Uncategorized

How to Restore Compute node from Snapshot Backup for Oracle Exadata


Netsoftmate experts are back again with another interesting article which will help you setup and restore compute node from snapshot backup of Oracle Exadata. In our previous blog we have demonstrated a step-by-step process of how to take a snapshot based back-up of compute node to NFS share.

If you haven’t yet read the previous article, here’s the link for reference – 

Step-by-step guide of exadata sanpshot based backup of compute node to nfs share

In this article, we will be focussing on how to setup and restore the compute node from the snapshot backup on a live Oracle Exadata Database Machine. 


Introduction


You have Oracle Exadata compute snapshot backup, but you don’t know the procedure to restore the compute node. How would you restore your compute node?

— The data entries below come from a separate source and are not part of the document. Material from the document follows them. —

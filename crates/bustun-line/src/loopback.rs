//! An in-process two-station bus.
//!
//! One driver thread plays the clock source: it pops transmit descriptors
//! from either port's FIFO and clocks the resulting bus level into both
//! bit pumps, modelling the idle-high line (an undriven symbol reads as a
//! one, exactly like the biased physical bus). When neither port is
//! transmitting it clocks idle ones at a slower rate so receivers observe
//! genuine quiescence between transactions.

use std::sync::atomic::{AtomicBool, Ordering};
use std::sync::{Arc, Condvar, Mutex, OnceLock};
use std::thread::{self, JoinHandle};
use std::time::Duration;

use bustun_common::util::RingBuffer;
use bustun_link::rx::{BitPump, PumpEvents};
use bustun_link::shared::LineShared;
use bustun_link::tx::{
    FLAG_STREAM_CAP, FLAG_STREAM_COUNT, LineTx, LineTxError, encode_flag_stream, wire_bits,
};

/// Depth of each port's transmit descriptor FIFO.
const TX_FIFO_DEPTH: usize = 4;

/// Frame bits clocked per pacing tick.
const FRAME_BITS_PER_TICK: usize = 64;

/// Idle bits clocked per pacing tick; slow enough that a responder gets
/// on the bus before the idle threshold trips.
const IDLE_BITS_PER_TICK: usize = 2;

const TICK: Duration = Duration::from_millis(1);

struct PortState {
    queue: RingBuffer<Vec<u8>, TX_FIFO_DEPTH>,
    primer: Option<Vec<u8>>,
    transmitting: bool,
}

pub struct LoopbackPort {
    state: Mutex<PortState>,
    done: Condvar,
    shared: OnceLock<Arc<LineShared>>,
    flag_bits: Vec<u8>,
}

impl LoopbackPort {
    fn new() -> Arc<Self> {
        let flag_bits = encode_flag_stream::<FLAG_STREAM_CAP>(FLAG_STREAM_COUNT)
            .expect("flag stream fits its capacity")
            .to_vec();
        Arc::new(Self {
            state: Mutex::new(PortState {
                queue: RingBuffer::new(),
                primer: None,
                transmitting: false,
            }),
            done: Condvar::new(),
            shared: OnceLock::new(),
            flag_bits,
        })
    }

    /// Connects the port to its link's shared line state so transmissions
    /// gate the local idle counter. Must be called before traffic flows.
    pub fn attach(&self, shared: Arc<LineShared>) {
        let _ = self.shared.set(shared);
    }

    fn set_tx(&self, active: bool) {
        if let Some(shared) = self.shared.get() {
            shared.set_tx_in_progress(active);
        }
    }

    fn pop_descriptor(&self) -> Option<Vec<u8>> {
        let mut state = self.state.lock().unwrap();
        match state.queue.pop() {
            Some(bits) => {
                state.transmitting = true;
                Some(bits)
            }
            None => None,
        }
    }

    fn descriptor_done(&self) {
        let mut state = self.state.lock().unwrap();
        state.transmitting = false;
        if state.queue.is_empty() {
            self.set_tx(false);
        }
        self.done.notify_all();
    }

    fn abandon(&self) {
        let mut state = self.state.lock().unwrap();
        state.queue.clear();
        state.transmitting = false;
        self.set_tx(false);
        self.done.notify_all();
    }
}

impl LineTx for LoopbackPort {
    fn submit(&self, bits: &[u8]) -> Result<(), LineTxError> {
        let mut state = self.state.lock().unwrap();
        state.queue.push(bits.to_vec()).map_err(|_| LineTxError::QueueFull)?;
        drop(state);
        self.set_tx(true);
        Ok(())
    }

    fn wait_done(&self) {
        let mut state = self.state.lock().unwrap();
        while state.transmitting || !state.queue.is_empty() {
            state = self.done.wait(state).unwrap();
        }
    }

    fn prequeue_flag_stream(&self) {
        let mut state = self.state.lock().unwrap();
        if state.primer.is_none() {
            state.primer = Some(self.flag_bits.clone());
        }
    }

    fn pre_go(&self) {
        self.set_tx(true);
        let mut state = self.state.lock().unwrap();
        if let Some(primer) = state.primer.take() {
            let _ = state.queue.push(primer);
        }
    }
}

/// Handle to the running bus; stops and joins the clock thread on drop.
pub struct LoopbackBus {
    stop: Arc<AtomicBool>,
    thread: Option<JoinHandle<()>>,
    ports: [Arc<LoopbackPort>; 2],
}

impl LoopbackBus {
    pub fn new_pair() -> (Arc<LoopbackPort>, Arc<LoopbackPort>) {
        (LoopbackPort::new(), LoopbackPort::new())
    }

    /// Starts the clock thread driving both pumps.
    pub fn spawn<EA, EB>(
        port_a: Arc<LoopbackPort>,
        port_b: Arc<LoopbackPort>,
        mut pump_a: BitPump<EA>,
        mut pump_b: BitPump<EB>,
    ) -> Self
    where
        EA: PumpEvents + Send + 'static,
        EB: PumpEvents + Send + 'static,
    {
        let stop = Arc::new(AtomicBool::new(false));
        let thread_stop = Arc::clone(&stop);
        let ports = [Arc::clone(&port_a), Arc::clone(&port_b)];

        let thread = thread::Builder::new()
            .name("loopback-bus".into())
            .spawn(move || {
                while !thread_stop.load(Ordering::Relaxed) {
                    let job = port_a
                        .pop_descriptor()
                        .map(|bits| (0usize, bits))
                        .or_else(|| port_b.pop_descriptor().map(|bits| (1usize, bits)));

                    match job {
                        Some((side, bits)) => {
                            let mut clocked = 0;
                            for wb in wire_bits(&bits) {
                                let level = wb.bus_level();
                                pump_a.clock_bit(level);
                                pump_b.clock_bit(level);
                                clocked += 1;
                                if clocked % FRAME_BITS_PER_TICK == 0 {
                                    thread::sleep(TICK);
                                }
                            }
                            if side == 0 {
                                port_a.descriptor_done();
                            } else {
                                port_b.descriptor_done();
                            }
                        }
                        None => {
                            for _ in 0..IDLE_BITS_PER_TICK {
                                pump_a.clock_bit(true);
                                pump_b.clock_bit(true);
                            }
                            thread::sleep(TICK);
                        }
                    }
                }
                port_a.abandon();
                port_b.abandon();
            })
            .expect("spawn loopback bus thread");

        Self { stop, thread: Some(thread), ports }
    }
}

impl Drop for LoopbackBus {
    fn drop(&mut self) {
        self.stop.store(true, Ordering::Relaxed);
        if let Some(thread) = self.thread.take() {
            let _ = thread.join();
        }
        for port in &self.ports {
            port.abandon();
        }
    }
}

#[cfg(test)]
mod tests {
    use super::*;
    use bustun_link::build_link;
    use bustun_link::engine::EngineCmd;
    use bustun_link::RxItem;
    use std::time::Duration;

    /// Two full links exchanging one four-way handshake over the bus.
    #[test]
    fn test_four_way_handshake_between_links() {
        let (port_a, port_b) = LoopbackBus::new_pair();
        let link_a = build_link(Arc::clone(&port_a));
        let link_b = build_link(Arc::clone(&port_b));
        port_a.attach(Arc::clone(&link_a.shared));
        port_b.attach(Arc::clone(&link_b.shared));

        // A answers for station 101, B for station 1.
        link_a.filter.enable_station(101);
        link_b.filter.enable_station(1);

        let engine_a_cmds = link_a.engine_cmds.clone();
        let engine_b_cmds = link_b.engine_cmds.clone();
        let a_engine = thread::spawn(move || link_a.engine.run());
        let b_engine = thread::spawn(move || link_b.engine.run());

        let _bus = LoopbackBus::spawn(port_a, port_b, link_a.pump, link_b.pump);

        // A originates a frame to station 1; B's pump acknowledges both
        // halves automatically.
        let result = link_a.handle.send(&[1, 0, 101, 0, 0x80, 0x99, 7, 8, 9]);
        assert!(result.is_ack(), "four-way handshake failed: {:?}", result);

        // B's consumer sees the scout and then the data frame.
        let queue = link_b.rx_queue.lock().unwrap();
        let mut frames = Vec::new();
        while frames.len() < 2 {
            match queue.recv_timeout(Duration::from_secs(2)).expect("frame from bus") {
                RxItem::Frame(pkt) => frames.push(pkt.frame().to_vec()),
                RxItem::Idle => {}
                RxItem::Shutdown => panic!("unexpected shutdown"),
            }
        }
        assert_eq!(frames[0], vec![1, 0, 101, 0, 0x80, 0x99]);
        assert_eq!(frames[1], vec![1, 0, 101, 0, 7, 8, 9]);

        let _ = engine_a_cmds.send(EngineCmd::Shutdown);
        let _ = engine_b_cmds.send(EngineCmd::Shutdown);
        let _ = a_engine.join();
        let _ = b_engine.join();
    }
}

Snapshot backup is very helpful in case of OS failure or any other failure that causes Compute node failure. With the snapshot backup you can restore the compute node with few simple steps without having to go through the complex Oracle Exadata BareMetal restore.


Environment Details

 

Exadata Model

X5-2 Full Rack

Exadata Components

8 – Compute nodes, 14 – Storage cells & 2 – IB switches

Exadata Storage cells

DBM01CEL01 – DBM01CEL14

Exadata Compute nodes

DBM01DB01 – DBM01DB08

Exadata Software Version

12.1.2.3

Exadata DB Version

11.2.0.4.180717



Prerequisites

 

  • – Root user access on Compute nodes
  • – Snapshot backup taken before the failure
  • – NFS mount storing the snapshot backup
  •  

Note: We can’t use Infiniband interface to mount the NFS file system. Only Management interface can be used to mount the NFS file system.


Step 1  

 

Copy snapshot backup to the NFS mount mounted using management interface.

In this example: I have mounted the NFS share using the following directory

 

/nfssa/dm01/os_snapshot

 

[root@dm01db07 os_snapshot]# cd /nfssa/dm01/os_snapshot

 

[root@dm01db07 os_snapshot]# ls -lrt|grep Rt_U01

-rw-r–r– 1 4294967294 4294967294 24268161485 Jun 17 04:36 Rt_U01_20190617_dm01db07_bkp.tar.bz2

 

 

Step 2

Copy diag.iso from MOS or from another goo compute node to the NFS mount.

 

[root@dm01db07 os_snapshot]# cd /nfssa/dm01/os_snapshot

 

 [root@dm01db07 os_snapshot]# ls -lrt|grep diag.iso

-r–r—– 1 4294967294 4294967294    78139392 Jul 12  2019 diag.iso

 

Step 3:

 

During the restore process you will be prompted to provide the following details. Make a note of these inputs before proceeding to the next step


i. The full path of the backup 

10.10.2.21:/export/dm01/os_snapshot/ Rt_U01_20190617_dm01db07_bkp.tar.bz2

ii. Host IP:  10.2.15

  • iii. Netmask: 255.255.192
  •  
  • iii. Gateway: 10.2.100

 

Step 4

 

Login to the serial ILOM server of the node in question, load the diag.iso image and reboot the server as follows:

 

a) Log in to the Oracle ILOM CLI

 

[root@dm01db06 ~]# ssh dm01db06-ilom

Password:

Oracle(R) Integrated Lights Out Manager

Version 3.2.8.24 r114580

Copyright (c) 2016, Oracle and/or its affiliates. All rights reserved.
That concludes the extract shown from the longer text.